"The Infinite Abyss of Space" by Chris Ayer, Wednesday, October 27, 2021
Chris Ayer has been playing guitar since he was 18 years old. A graduate of Stanford where he studied music and philosophy, Ayer also was a part of an all-male a capella group during his time in college. Moving to Brooklyn after graduating, he hosted a series of podcasts in which shared experiences during his time at Stanford that ended up in his songs. Ayer recorded his first full-length album in Nashville in 2006. His song "Evaporate" won the John Lennon Songwriting Folk category that year as well. In 2013, he released his second album, The Noise, which is his earliest recording available on AppleMusic. "The Infinite Abyss of Space" is the final track on The Noise. From a cursory look into Ayer's music, it seems that the final track on The Noise fits into the space that Ayer grew into; whereas most tracks on The Noise sound a bit coffee shop, folk singer-songwriter, rather than a polished pop singer-songwriter.

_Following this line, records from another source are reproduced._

// Copyright Exograph, Inc. All rights reserved.
//
// Use of this software is governed by the Business Source License
// included in the LICENSE file at the root of this repository.
//
// As of the Change Date specified in that file, in accordance with
// the Business Source License, use of this software will be governed
// by the Apache License, Version 2.0.

//! Configuration lookup for the generator.
//!
//! All tunables are read through [`Environment`] so that tests (and build tools embedding the
//! generator) can supply values without touching the process environment.

mod composite;
mod map;

pub use composite::CompositeEnvironment;
pub use map::MapEnvironment;

pub trait Environment: Send + Sync {
    fn get(&self, key: &str) -> Option<String>;

    fn enabled(&self, key: &str, default_value: bool) -> Result<bool, EnvError> {
        match self.get(key) {
            Some(value) => parse_bool(key, value),
            None => Ok(default_value),
        }
    }
}

#[derive(Debug, thiserror::Error)]
pub enum EnvError {
    #[error("Invalid value for {key}: {value}. Expected one of true, 1, yes, on OR false, 0, no, off")]
    InvalidBoolean { key: String, value: String },
}

fn parse_bool(key: &str, value: String) -> Result<bool, EnvError> {
    match value.trim().to_lowercase().as_str() {
        "true" | "1" | "yes" | "on" => Ok(true),
        "false" | "0" | "no" | "off" => Ok(false),
        _ => Err(EnvError::InvalidBoolean {
            key: key.to_string(),
            value,
        }),
    }
}

/// The process environment.
pub struct SystemEnvironment;

impl Environment for SystemEnvironment {
    fn get(&self, key: &str) -> Option<String> {
        std::env::var(key).ok()
    }
}

#[cfg(test)]
mod tests {
    use super::*;

    #[test]
    fn booleans() {
        let env = MapEnvironment::from([("A", "Yes"), ("B", "off"), ("C", "maybe")]);

        assert!(env.enabled("A", false).unwrap());
        assert!(!env.enabled("B", true).unwrap());
        assert!(env.enabled("MISSING", true).unwrap());
        assert!(matches!(
            env.enabled("C", false),
            Err(EnvError::InvalidBoolean { key, value }) if key == "C" && value == "maybe"
        ));
    }
}
// Copyright Exograph, Inc. All rights reserved.
//
// Use of this software is governed by the Business Source License
// included in the LICENSE file at the root of this repository.
//
// As of the Change Date specified in that file, in accordance with
// the Business Source License, use of this software will be governed
// by the Apache License, Version 2.0.

use std::sync::Arc;

use common::env_const;
use gen_env::{CompositeEnvironment, EnvError, Environment, SystemEnvironment};

#[derive(Debug, Clone, Default, PartialEq, Eq)]
pub struct ResolverConfig {
    /// Log repaired annotation factories at `WARN` (default: `DEBUG`).
    pub warn_on_factory_repair: bool,
}

impl ResolverConfig {
    pub fn from_env(env: &dyn Environment) -> Result<Self, EnvError> {
        Ok(Self {
            warn_on_factory_repair: env_const::warn_on_factory_repair(env)?,
        })
    }

    /// Read from the process environment.
    pub fn from_system() -> Result<Self, EnvError> {
        Self::from_env(&SystemEnvironment)
    }

    /// Read from the process environment, with the settings of the embedding build tool taking
    /// precedence.
    pub fn from_system_with(overrides: Arc<dyn Environment>) -> Result<Self, EnvError> {
        Self::from_env(&CompositeEnvironment::new(vec![
            overrides,
            Arc::new(SystemEnvironment),
        ]))
    }
}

I'LL FILL UP THE SPACE WITH SOMETHING. I was introduced to "The Infinite Abyss of Space" from NoiseTrade's 2012 Holiday Road Trip Mixtape. The song on my coffee playlist got catchier and catchier, and today I thought, "This song is scary enough to make it to my Halloween portion of the playlist. In one performance, Ayer says that he wrote the song about an astronaut, lost in space with only a few hours left of oxygen. The song plays with the word space. In the first usage, it's the space in a house or apartment building. The singer is experiencing a change, maybe a break up causing a vacancy in his life. Maybe someone has changed into someone he doesn't recognize, but he's optimistic about filling up the second mention of space, the absence of the relationship. Next, there's "room left in [his chest]" meaning the space that allows him to love or feel something for another person. Finally, in the third verse, the singer contemplates the Big Bang and the expansion of the universe. He says: "somebody put the stars in their corners to fill the space with something." The vastness of space, seemingly full of large amounts of nothing is carefully ordered into what it should be by nature or some divine hand. The hope in the song is that the singer will move on and "fill the space with something." And as every failed Marie Kondo tidying up experience teaches us, clutter is going to happen.

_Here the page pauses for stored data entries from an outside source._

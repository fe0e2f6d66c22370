// Copyright Exograph, Inc. All rights reserved.
//
// Use of this software is governed by the Business Source License
// included in the LICENSE file at the root of this repository.
//
// As of the Change Date specified in that file, in accordance with
// the Business Source License, use of this software will be governed
// by the Apache License, Version 2.0.

use std::sync::{
    Arc,
    atomic::{AtomicUsize, Ordering},
};

use decl_model::{
    artifact::{AnnotationInstance, ClassDescriptor, ClassKind, MethodDescriptor},
    ast::{AnnotatedElement, DeclarationOrigin, DeclarationTree},
    factory::{FactoryId, TypeReference},
};
use shadow_resolver::{
    ResolverConfig, ShadowResolver,
    provider::{ArtifactLoader, ClassPathProvider, ClassUniverse, LoaderError},
};
use test_log::test;

const GENERATE_FACTORY_METHOD: &str = "com.example.GenerateFactoryMethod";

/// The build tool's view of a class path, recording what it was asked for.
struct RecordingLoader {
    universe: ClassUniverse,
    loads: AtomicUsize,
}

impl ArtifactLoader for RecordingLoader {
    fn load(&self, qualified_name: &str) -> Result<Option<Arc<ClassDescriptor>>, LoaderError> {
        self.loads.fetch_add(1, Ordering::SeqCst);
        self.universe.load(qualified_name)
    }
}

// `com.example.Foo` comes from a dependency jar: the generator sees it only as a shadow
// declaration, but its compiled `bar()` carries `@GenerateFactoryMethod(name = "create")`.
#[test]
fn factory_method_name_of_a_precompiled_interface() {
    let factory = FactoryId(1);

    let loader = Arc::new(RecordingLoader {
        universe: ClassUniverse::new()
            .with_class(
                ClassDescriptor::new(GENERATE_FACTORY_METHOD, ClassKind::Annotation)
                    .with_method(MethodDescriptor::element("name", None)),
            )
            .with_class(
                ClassDescriptor::new("com.example.Foo", ClassKind::Interface).with_method(
                    MethodDescriptor::new("bar", vec![]).with_annotation(
                        AnnotationInstance::new(GENERATE_FACTORY_METHOD)
                            .with_value("name", "create"),
                    ),
                ),
            ),
        loads: AtomicUsize::new(0),
    });

    let mut tree = DeclarationTree::new();
    let foo = tree.add_type(
        "com.example.Foo",
        ClassKind::Interface,
        DeclarationOrigin::Shadow,
        factory,
    );
    let bar = tree.add_method(foo, "bar", vec![]);
    let annotation = tree.annotate(
        AnnotatedElement::Method(bar),
        TypeReference::new(GENERATE_FACTORY_METHOD, factory),
    );

    let config = ResolverConfig::from_system().unwrap();
    let provider = ClassPathProvider::new().with_class_path(factory, loader.clone());
    let resolver = ShadowResolver::with_config(Arc::new(provider), config);

    let name: String = resolver
        .get_annotation_value_as(&tree, annotation, "name")
        .unwrap();
    assert_eq!(name, "create");
    let loads = loader.loads.load(Ordering::SeqCst);

    let name: String = resolver
        .get_annotation_value_as(&tree, annotation, "name")
        .unwrap();
    assert_eq!(name, "create");
    assert_eq!(loader.loads.load(Ordering::SeqCst), loads);
}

THIS ONE TIME, THE COSMOS WERE BORN. I have two coworkers in my office. One is a conservative Adventist, the other is an atheist. My position is somewhere between. We usually get along pretty well, but sometimes they have a one-sided conversation about their beliefs, though."I don't know how the world is going to end, but it's certainly not going to end the way it's described in the Bible. The sun has about four billion years left before it becomes a red giant." "We're certainly heading for destruction before then." "Well, it will certainly be climate change before beasts come out of the earth!" The tension lingers in the office whenever issues of anything dating back before 5,000 years comes up. "You can either believe that you came from something and that your life has meaning or that you came from a monkey," she says. Having grown up as an Adventist and being taught that the Bible is literal, I am still undecided about what I believe. On the one hand, Adventism wraps everything up neatly, complete with an End-times message and fear-tactics to keep you in the pew. On the other hand, there are Biblical scholars in Christian and Jewish traditions that interpret the early scriptures as symbolic rather than literal. The symbolic approach leaves for a more nuanced spirituality. These days, I'm more inclined to believe the more nuanced approach. Why? Because I've realized that those who follow conservative interpretations in other aspects--sexuality and drinking alcohol just to name two--have lied to congregants and told them that the church has always has a singular view. For some, it's comforting to follow the rules of a God who set the stars in the sky 6,000 years ago, who wrote a book that said everything you should do. Others wonder how much of that is an invisible entity and how much is actually just a political force that wants control over people's well-being.